A March 10, 1997 order states:

* *
3. Defendant Thomas K. Abbott shall immediately direct General Motors Corporation, it’s [sic] subsidiary or designee, to cause any pension payments due Defendant Thomas K. Abbott to be made payable to “[defendant]” at: prison address, or Thomas K. Abbott’s then current prison address. If defendant should refuse to so direct, this order shall be treated as the direction of the defendant to General Motors that the pension payments shall be made as directed above. Payments shall be made in this manner until Defendant Thomas K. Abbott is released from the physical custody of the Department of Corrections, or until further order of this Court.
4. This Court shall issue a separate Order directing General Motors to distribute the funds as described in paragraph 3 above should defendant Thomas K. Abbott refuse, or for any other reason fail, to comply with the provisions of paragraphs 3 above.

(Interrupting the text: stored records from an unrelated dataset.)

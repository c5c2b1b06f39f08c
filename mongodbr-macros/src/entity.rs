use proc_macro2::TokenStream;
use quote::quote;
use syn::{DataStruct, DeriveInput, Field, Fields, Result};

/// Returns whether the field carries `#[entity(id)]`.
fn is_marked_id(field: &Field) -> Result<bool> {
    let mut marked = false;

    for attr in field.attrs.iter().filter(|attr| attr.path().is_ident("entity")) {
        attr.parse_nested_meta(|meta| {
            if meta.path.is_ident("id") {
                marked = true;
                Ok(())
            } else {
                Err(meta.error("Unknown entity attribute, expected `id`"))
            }
        })?;
    }

    Ok(marked)
}

fn find_id_field<'a>(ast: &DeriveInput, data: &'a DataStruct) -> Result<&'a Field> {
    let Fields::Named(fields) = &data.fields else {
        return Err(syn::Error::new_spanned(
            ast,
            "Entity can only be derived for structs with named fields",
        ));
    };

    let mut marked = Vec::new();
    for field in &fields.named {
        if is_marked_id(field)? {
            marked.push(field);
        }
    }

    match marked.as_slice() {
        [field] => return Ok(field),
        [_, second, ..] => {
            return Err(syn::Error::new_spanned(
                second,
                "Multiple #[entity(id)] fields are not allowed",
            ));
        }
        [] => {}
    }

    fields
        .named
        .iter()
        .find(|field| {
            field
                .ident
                .as_ref()
                .is_some_and(|ident| ident == "id" || ident == "_id")
        })
        .ok_or_else(|| {
            syn::Error::new_spanned(
                ast,
                format!(
                    "No identifier found for '{}'. Mark an ObjectId field with #[entity(id)] \
                     or name it `id`.",
                    ast.ident
                ),
            )
        })
}

pub(crate) fn generate_entity_for_struct(ast: &DeriveInput, data: &DataStruct) -> Result<TokenStream> {
    let name = &ast.ident;
    let (impl_generics, ty_generics, where_clause) = ast.generics.split_for_impl();

    let id_field = find_id_field(ast, data)?;
    let id_ident = &id_field.ident;
    let id_type = &id_field.ty;

    Ok(quote! {
        impl #impl_generics ::mongodbr::entity::Entity for #name #ty_generics #where_clause {
            fn object_id(&self) -> ::mongodbr::bson::oid::ObjectId {
                let id: &#id_type = &self.#id_ident;
                ::core::clone::Clone::clone(id)
            }
        }
    })
}
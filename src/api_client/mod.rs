//! ApiClient - CamouSense Backend Adapter
//!
//! ## Responsibilities
//!
//! - Pre-flight connectivity probe against the IP Webcam diagnostic surface
//! - Single-frame fetch through the backend frame proxy
//! - Detection submission (multipart upload, history suppressed)
//! - Bearer credential attachment on every outgoing call

use crate::error::{Error, Result};
use reqwest::multipart::{Form, Part};
use reqwest::StatusCode;
use serde::{Deserialize, Serialize};
use std::sync::Arc;
use std::time::Duration;
use tokio::sync::RwLock;

/// Bounded wait for the connectivity probe. The backend runs its own
/// sequential per-endpoint sub-probes before answering, so this must
/// exceed their combined wait or the diagnostics report is lost.
const PROBE_TIMEOUT: Duration = Duration::from_secs(30);

/// Bounded wait for one frame fetch
const FRAME_TIMEOUT: Duration = Duration::from_secs(10);

/// Bounded wait for one detection call
const DETECT_TIMEOUT: Duration = Duration::from_secs(15);

/// Result of probing a single IP Webcam endpoint
#[derive(Debug, Clone, Serialize, Deserialize)]
pub struct ProbeResult {
    /// Probed endpoint path (e.g. "/shot.jpg")
    pub endpoint: String,

    /// Full URL that was probed
    #[serde(default)]
    pub url: Option<String>,

    /// HTTP status returned, absent on transport failure
    #[serde(default)]
    pub status: Option<u16>,

    /// Whether the probe succeeded
    #[serde(default)]
    pub success: bool,

    /// Payload size in bytes on success
    #[serde(default)]
    pub size: Option<u64>,

    /// Error message on failure
    #[serde(default)]
    pub error: Option<String>,
}

/// Diagnostics report from the pre-flight connectivity test
#[derive(Debug, Clone, Serialize, Deserialize)]
pub struct DiagnosticsReport {
    /// Device address that was tested
    pub ip: String,

    /// Overall status flag ("success" or "error")
    #[serde(default)]
    pub status: String,

    /// Human-readable summary from the backend
    #[serde(default)]
    pub message: Option<String>,

    /// Ordered per-endpoint probe results
    #[serde(default)]
    pub tests: Vec<ProbeResult>,
}

impl DiagnosticsReport {
    /// Overall probe success
    pub fn is_success(&self) -> bool {
        self.status == "success"
    }

    /// Probe entries that carry an error, in report order
    pub fn failures(&self) -> Vec<&ProbeResult> {
        self.tests.iter().filter(|t| t.error.is_some()).collect()
    }

    /// Troubleshooting lines surfaced to the user on failure
    pub fn troubleshooting(&self) -> Vec<String> {
        self.failures()
            .iter()
            .map(|t| {
                format!(
                    "{}: {}",
                    t.endpoint,
                    t.error.as_deref().unwrap_or("Failed")
                )
            })
            .collect()
    }
}

/// Detection response from the backend upload endpoint
#[derive(Debug, Clone, Serialize, Deserialize)]
pub struct DetectResponse {
    /// Annotated frame as base64-encoded JPEG
    pub image: String,

    /// Detected label strings (may contain duplicates)
    #[serde(default)]
    pub labels: Vec<String>,

    #[serde(default)]
    pub message: Option<String>,
}

/// Abstraction over the backend calls the poller depends on.
///
/// Lets the detection loop run against a scripted backend in tests.
#[async_trait::async_trait]
pub trait CameraBackend: Send + Sync {
    /// Pre-flight connectivity probe for a device address
    async fn test_connection(&self, ip: &str) -> Result<DiagnosticsReport>;

    /// Fetch one raw JPEG frame for a device address
    async fn fetch_frame(&self, ip: &str) -> Result<Vec<u8>>;

    /// Run detection on one frame without persisting it to history
    async fn detect(&self, frame: Vec<u8>) -> Result<DetectResponse>;
}

/// CamouSense backend HTTP client
pub struct ApiClient {
    client: reqwest::Client,
    base_url: String,
    /// Bearer credential shared with whoever manages login state
    token: Arc<RwLock<Option<String>>>,
}

impl ApiClient {
    /// Create new API client
    pub fn new(base_url: String) -> Self {
        let client = reqwest::Client::builder()
            .connect_timeout(Duration::from_secs(10))
            .build()
            .expect("Failed to create HTTP client");

        Self {
            client,
            base_url,
            token: Arc::new(RwLock::new(None)),
        }
    }

    /// Set the bearer credential attached to subsequent calls
    pub async fn set_token(&self, token: String) {
        *self.token.write().await = Some(token);
    }

    /// Clear the bearer credential (requests proceed unauthenticated)
    pub async fn clear_token(&self) {
        *self.token.write().await = None;
    }

    /// Get base URL
    pub fn base_url(&self) -> &str {
        &self.base_url
    }

    /// Attach the bearer credential if one is present.
    /// Absence is tolerated; the backend may still reject with 401.
    async fn with_auth(&self, req: reqwest::RequestBuilder) -> reqwest::RequestBuilder {
        match self.token.read().await.as_deref() {
            Some(token) => req.bearer_auth(token),
            None => req,
        }
    }

    /// Map a transport-level reqwest failure into the error taxonomy
    fn transport_error(context: &str, e: reqwest::Error) -> Error {
        if e.is_timeout() {
            Error::Timeout(format!("{}: {}", context, e))
        } else if e.is_connect() {
            Error::Network(format!("{}: backend unreachable ({})", context, e))
        } else {
            Error::Http(e)
        }
    }

    /// Map a non-success HTTP status into the error taxonomy
    fn status_error(context: &str, status: StatusCode) -> Error {
        match status {
            StatusCode::UNAUTHORIZED => {
                Error::Unauthorized(format!("{}: session expired", context))
            }
            StatusCode::BAD_GATEWAY => {
                Error::UpstreamLost(format!("{}: remote camera unreachable", context))
            }
            _ => Error::Api(format!("{}: {}", context, status)),
        }
    }
}

#[async_trait::async_trait]
impl CameraBackend for ApiClient {
    async fn test_connection(&self, ip: &str) -> Result<DiagnosticsReport> {
        let url = format!("{}/ipwebcam/test", self.base_url);
        let req = self
            .client
            .get(&url)
            .query(&[("ip", ip)])
            .timeout(PROBE_TIMEOUT);

        let resp = self
            .with_auth(req)
            .await
            .send()
            .await
            .map_err(|e| Self::transport_error("connectivity test", e))?;

        if !resp.status().is_success() {
            return Err(Self::status_error("connectivity test", resp.status()));
        }

        let report: DiagnosticsReport = resp.json().await?;

        tracing::debug!(
            ip = %report.ip,
            status = %report.status,
            probes = report.tests.len(),
            "Connectivity test completed"
        );

        Ok(report)
    }

    async fn fetch_frame(&self, ip: &str) -> Result<Vec<u8>> {
        let url = format!("{}/ipwebcam/frame", self.base_url);
        let req = self
            .client
            .get(&url)
            .query(&[("ip", ip)])
            .timeout(FRAME_TIMEOUT);

        let resp = self
            .with_auth(req)
            .await
            .send()
            .await
            .map_err(|e| Self::transport_error("frame fetch", e))?;

        if !resp.status().is_success() {
            return Err(Self::status_error("frame fetch", resp.status()));
        }

        let bytes = resp.bytes().await?;

        tracing::debug!(ip = %ip, size = bytes.len(), "Frame fetched via proxy");

        Ok(bytes.to_vec())
    }

    async fn detect(&self, frame: Vec<u8>) -> Result<DetectResponse> {
        let url = format!("{}/upload", self.base_url);

        let form = Form::new().part(
            "file",
            Part::bytes(frame)
                .file_name("frame.jpg")
                .mime_str("image/jpeg")?,
        );

        let req = self
            .client
            .post(&url)
            .query(&[("save_history", "false")])
            .multipart(form)
            .timeout(DETECT_TIMEOUT);

        let resp = self
            .with_auth(req)
            .await
            .send()
            .await
            .map_err(|e| Self::transport_error("detection", e))?;

        if !resp.status().is_success() {
            return Err(Self::status_error("detection", resp.status()));
        }

        let result: DetectResponse = resp.json().await?;

        tracing::debug!(labels = result.labels.len(), "Detection completed");

        Ok(result)
    }
}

The first order directs that:

5. Upon receipt of any such pension check, the Warden of the institution in the continuing capacity as receiver shall deposit the pension check into the account of Defendant Thomas K. Abbott .... The funds from that pension check shall be distributed as follows ....

In her opinion, the Chief Justice asserts that “the overwhelming majority of federal courts have held [that] the funds are no longer pro*169tected by erisa.” Ante at 159 n 14. However, the only federal court that has put thought into the specific issues presented in this case concluded that plaintiff’s restitutive scheme is an assignment. Baugh, supra. Therefore, all federal courts that have considered the issues presented in this case are in disagreement with the majority.

The majority’s focus on transfer of title evidences its limited reading of the treasury regulation. As I have noted, and the majority recognizes, constructive trusts are prohibited by erisa’s antialienation provision. Guidry I, supra. However, title does not pass in a constructive trust. Rather, a constructive trust is a “ ‘formula through which the conscience of equity finds expression.’ ” Kent v Klein, 352 Mich 652, 656; 91 NW2d 11 (1958), quoting Beatty v Guggenhein Exploration Co, 225 NY 380, 386; 122 NE 378 (1919). It leaves title in the original holder but gives possession and control to another. Thus, the fact that title to defendant’s pension benefits does not pass to the warden does not distinguish this case from Guidry I.